--- DATA RECORDS Enclosed Below ---

use crate::error::FrameError;
use byteorder::{LittleEndian, WriteBytesExt};
use std::io::{self, Write};

//===========================================================================//

/// Length of a message header, in bytes.
pub const HEADER_LEN: usize = 12;
/// The first byte of every message.
pub const SYNC_BYTE: u8 = 0x02;
/// The protocol version spoken by this client.
pub const PROTOCOL_VERSION: u8 = 0x02;
/// The request id the monitor uses for messages that answer no request.
pub const EVENT_REQUEST_ID: u32 = 0xffff_ffff;

//===========================================================================//

/// The fixed-size header that starts every message.
#[derive(Clone, Copy, Debug, Eq, Hash, PartialEq)]
pub struct FrameHeader {
    /// Number of body bytes following the header.
    pub body_len: u32,
    /// The message type.
    pub message_type: u8,
    /// The error code (always zero in requests).
    pub error: u8,
    /// The request id.
    pub request_id: u32,
}

impl FrameHeader {
    /// Writes this header.
    pub fn write_to<W: Write>(&self, writer: &mut W) -> io::Result<()> {
        writer.write_u8(SYNC_BYTE)?;
        writer.write_u8(PROTOCOL_VERSION)?;
        writer.write_u32::<LittleEndian>(self.body_len)?;
        writer.write_u8(self.message_type)?;
        writer.write_u8(self.error)?;
        writer.write_u32::<LittleEndian>(self.request_id)?;
        Ok(())
    }

    /// Parses a header from the start of `bytes`.  Returns `Ok(None)` if
    /// fewer than [`HEADER_LEN`] bytes are available.
    pub fn parse(bytes: &[u8]) -> Result<Option<FrameHeader>, FrameError> {
        if bytes.len() < HEADER_LEN {
            return Ok(None);
        }
        if bytes[0] != SYNC_BYTE {
            return Err(FrameError::BadSync(bytes[0]));
        }
        if bytes[1] != PROTOCOL_VERSION {
            return Err(FrameError::BadVersion(bytes[1]));
        }
        Ok(Some(FrameHeader {
            body_len: u32::from_le_bytes([bytes[2], bytes[3], bytes[4], bytes[5]]),
            message_type: bytes[6],
            error: bytes[7],
            request_id: u32::from_le_bytes([
                bytes[8], bytes[9], bytes[10], bytes[11],
            ]),
        }))
    }

    /// Returns the total length of the message this header starts.
    pub fn frame_len(&self) -> usize {
        HEADER_LEN + self.body_len as usize
    }
}

//===========================================================================//

/// A complete message: a header and an owned copy of its body.
#[derive(Clone, Debug, Eq, PartialEq)]
pub struct Frame {
    /// The header.
    pub header: FrameHeader,
    /// The body.
    pub body: Vec<u8>,
}

impl Frame {
    /// Builds a frame, filling in the body length.
    pub fn new(message_type: u8, error: u8, request_id: u32, body: Vec<u8>) -> Frame {
        let header = FrameHeader {
            body_len: body.len() as u32,
            message_type,
            error,
            request_id,
        };
        Frame { header, body }
    }

    /// Serializes this frame.
    pub fn to_bytes(&self) -> io::Result<Vec<u8>> {
        let mut bytes = Vec::with_capacity(HEADER_LEN + self.body.len());
        self.header.write_to(&mut bytes)?;
        bytes.write_all(&self.body)?;
        Ok(bytes)
    }
}

//===========================================================================//

/// A fixed-capacity receive arena that reassembles frames from arbitrarily
/// split chunks of the byte stream.
pub struct FrameBuffer {
    data: Box<[u8]>,
    start: usize,
    len: usize,
}

impl FrameBuffer {
    /// Returns an empty buffer that can hold `capacity` bytes.
    pub fn with_capacity(capacity: usize) -> FrameBuffer {
        FrameBuffer {
            data: vec![0u8; capacity.max(HEADER_LEN)].into_boxed_slice(),
            start: 0,
            len: 0,
        }
    }

    /// Returns the number of bytes buffered but not yet consumed.
    pub fn len(&self) -> usize {
        self.len
    }

    /// Returns true if no bytes are buffered.
    pub fn is_empty(&self) -> bool {
        self.len == 0
    }

    /// Returns the total capacity.
    pub fn capacity(&self) -> usize {
        self.data.len()
    }

    /// Discards everything buffered.
    pub fn clear(&mut self) {
        self.start = 0;
        self.len = 0;
    }

    /// Appends as many received bytes as fit, compacting first if needed,
    /// and returns how many were taken.  The caller drains complete frames
    /// with [`FrameBuffer::next_frame`] before pushing the rest.
    pub fn push(&mut self, bytes: &[u8]) -> usize {
        let capacity = self.data.len();
        if self.start + self.len + bytes.len() > capacity && self.start > 0 {
            self.data.copy_within(self.start..self.start + self.len, 0);
            self.start = 0;
        }
        let end = self.start + self.len;
        let taken = bytes.len().min(capacity - end);
        self.data[end..end + taken].copy_from_slice(&bytes[..taken]);
        self.len += taken;
        taken
    }

    /// Removes and returns the next complete frame, if one is buffered.  A
    /// header that fails validation discards the whole buffer.
    pub fn next_frame(&mut self) -> Result<Option<Frame>, FrameError> {
        let pending = &self.data[self.start..self.start + self.len];
        let header = match FrameHeader::parse(pending) {
            Ok(Some(header)) => header,
            Ok(None) => return Ok(None),
            Err(error) => {
                self.clear();
                return Err(error);
            }
        };
        let frame_len = header.frame_len();
        if frame_len > self.data.len() {
            self.clear();
            return Err(FrameError::Overflow {
                needed: frame_len,
                capacity: self.data.len(),
            });
        }
        if pending.len() < frame_len {
            return Ok(None);
        }
        let body = pending[HEADER_LEN..frame_len].to_vec();
        self.start += frame_len;
        self.len -= frame_len;
        if self.len == 0 {
            self.start = 0;
        }
        Ok(Some(Frame { header, body }))
    }
}

//===========================================================================//

#[cfg(test)]
mod tests {
    use super::{Frame, FrameBuffer, FrameHeader, HEADER_LEN};
    use crate::error::FrameError;
    use proptest::prelude::*;

    fn frame_bytes(message_type: u8, request_id: u32, body: &[u8]) -> Vec<u8> {
        Frame::new(message_type, 0, request_id, body.to_vec()).to_bytes().unwrap()
    }

    #[test]
    fn header_layout() {
        let bytes = Frame::new(0x31, 0x00, 0x0403_0201, vec![0xaa; 3])
            .to_bytes()
            .unwrap();
        assert_eq!(
            &bytes[..HEADER_LEN],
            &[0x02, 0x02, 3, 0, 0, 0, 0x31, 0x00, 0x01, 0x02, 0x03, 0x04]
        );
        let header = FrameHeader::parse(&bytes).unwrap().unwrap();
        assert_eq!(header.body_len, 3);
        assert_eq!(header.message_type, 0x31);
        assert_eq!(header.request_id, 0x0403_0201);
        assert_eq!(header.frame_len(), 15);
        assert_eq!(FrameHeader::parse(&bytes[..11]), Ok(None));
    }

    #[test]
    fn partial_body_is_not_dispatched() {
        let body: Vec<u8> = (0..200).map(|i| i as u8).collect();
        let bytes = frame_bytes(0x01, 7, &body);
        let mut buffer = FrameBuffer::with_capacity(1024);
        buffer.push(&bytes[..HEADER_LEN + 150]);
        assert_eq!(buffer.next_frame(), Ok(None));
        assert_eq!(buffer.len(), HEADER_LEN + 150);
        buffer.push(&bytes[HEADER_LEN + 150..]);
        let frame = buffer.next_frame().unwrap().unwrap();
        assert_eq!(frame.body, body);
        assert!(buffer.is_empty());
    }

    #[test]
    fn bad_sync_discards_buffer() {
        let mut buffer = FrameBuffer::with_capacity(256);
        let mut bytes = frame_bytes(0x62, 1, &[0x00, 0xc0]);
        bytes[0] = 0x41;
        buffer.push(&bytes);
        assert_eq!(buffer.next_frame(), Err(FrameError::BadSync(0x41)));
        assert!(buffer.is_empty());
        // The next clean frame is read normally.
        buffer.push(&frame_bytes(0x63, 2, &[0x00, 0xc0]));
        let frame = buffer.next_frame().unwrap().unwrap();
        assert_eq!(frame.header.message_type, 0x63);
    }

    #[test]
    fn bad_version_discards_buffer() {
        let mut buffer = FrameBuffer::with_capacity(256);
        let mut bytes = frame_bytes(0x62, 1, &[]);
        bytes[1] = 0x01;
        buffer.push(&bytes);
        assert_eq!(buffer.next_frame(), Err(FrameError::BadVersion(0x01)));
        assert!(buffer.is_empty());
    }

    #[test]
    fn oversized_frame_is_rejected() {
        let mut buffer = FrameBuffer::with_capacity(32);
        let bytes = frame_bytes(0x01, 1, &[0u8; 40]);
        assert_eq!(buffer.push(&bytes), 32);
        assert_eq!(
            buffer.next_frame(),
            Err(FrameError::Overflow { needed: 52, capacity: 32 })
        );
        assert!(buffer.is_empty());
    }

    #[test]
    fn full_buffer_drains_before_taking_the_rest() {
        let mut buffer = FrameBuffer::with_capacity(32);
        let first = frame_bytes(0x62, 1, &[1, 2, 3, 4]);
        let second = frame_bytes(0x63, 2, &[5, 6, 7, 8]);
        assert_eq!(buffer.push(&first[..10]), 10);
        let mut rest = first[10..].to_vec();
        rest.extend(&second);
        rest.extend(&second);
        // Finishes both buffered frames, but only part of the chunk fits.
        let taken = buffer.push(&rest);
        assert_eq!(taken, 22);
        assert_eq!(buffer.next_frame().unwrap().map(|f| f.body), Some(vec![1, 2, 3, 4]));
        assert_eq!(buffer.next_frame().unwrap().map(|f| f.body), Some(vec![5, 6, 7, 8]));
        assert_eq!(buffer.next_frame(), Ok(None));
        assert_eq!(buffer.push(&rest[taken..]), 16);
        assert_eq!(buffer.next_frame().unwrap().map(|f| f.body), Some(vec![5, 6, 7, 8]));
        assert!(buffer.is_empty());
    }

    #[test]
    fn compacts_when_tail_is_full() {
        let mut buffer = FrameBuffer::with_capacity(40);
        let first = frame_bytes(0x62, 1, &[1, 2, 3, 4]);
        let second = frame_bytes(0x63, 2, &[5, 6, 7, 8]);
        buffer.push(&first);
        buffer.push(&second[..10]);
        assert_eq!(buffer.next_frame().unwrap().map(|f| f.body), Some(vec![1, 2, 3, 4]));
        buffer.push(&second[10..]);
        // Only fits after moving the pending frame to the front.
        buffer.push(&first);
        assert_eq!(buffer.next_frame().unwrap().map(|f| f.body), Some(vec![5, 6, 7, 8]));
        assert_eq!(buffer.next_frame().unwrap().map(|f| f.body), Some(vec![1, 2, 3, 4]));
        assert_eq!(buffer.next_frame(), Ok(None));
    }

    proptest! {
        #[test]
        fn chunking_does_not_change_frames(
            bodies in prop::collection::vec(
                prop::collection::vec(any::<u8>(), 0..64), 1..8),
            chunk_size in 1usize..40,
        ) {
            let mut stream = Vec::new();
            for (index, body) in bodies.iter().enumerate() {
                stream.extend(frame_bytes(0x01, index as u32, body));
            }
            let mut buffer = FrameBuffer::with_capacity(1024);
            let mut received = Vec::new();
            for chunk in stream.chunks(chunk_size) {
                prop_assert_eq!(buffer.push(chunk), chunk.len());
                while let Some(frame) = buffer.next_frame().unwrap() {
                    received.push(frame);
                }
            }
            prop_assert_eq!(received.len(), bodies.len());
            for (index, (frame, body)) in received.iter().zip(&bodies).enumerate() {
                prop_assert_eq!(frame.header.request_id, index as u32);
                prop_assert_eq!(&frame.body, body);
            }
            prop_assert!(buffer.is_empty());
        }
    }
}

//===========================================================================//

--- End of Enclosed DATA RECORDS ---

_ASSIGNED TASK_. Go through the entries and copy each line holding the string "struct".

_SOLUTION BELOW_.
pub struct FrameHeader {
pub struct Frame {
pub struct FrameBuffer {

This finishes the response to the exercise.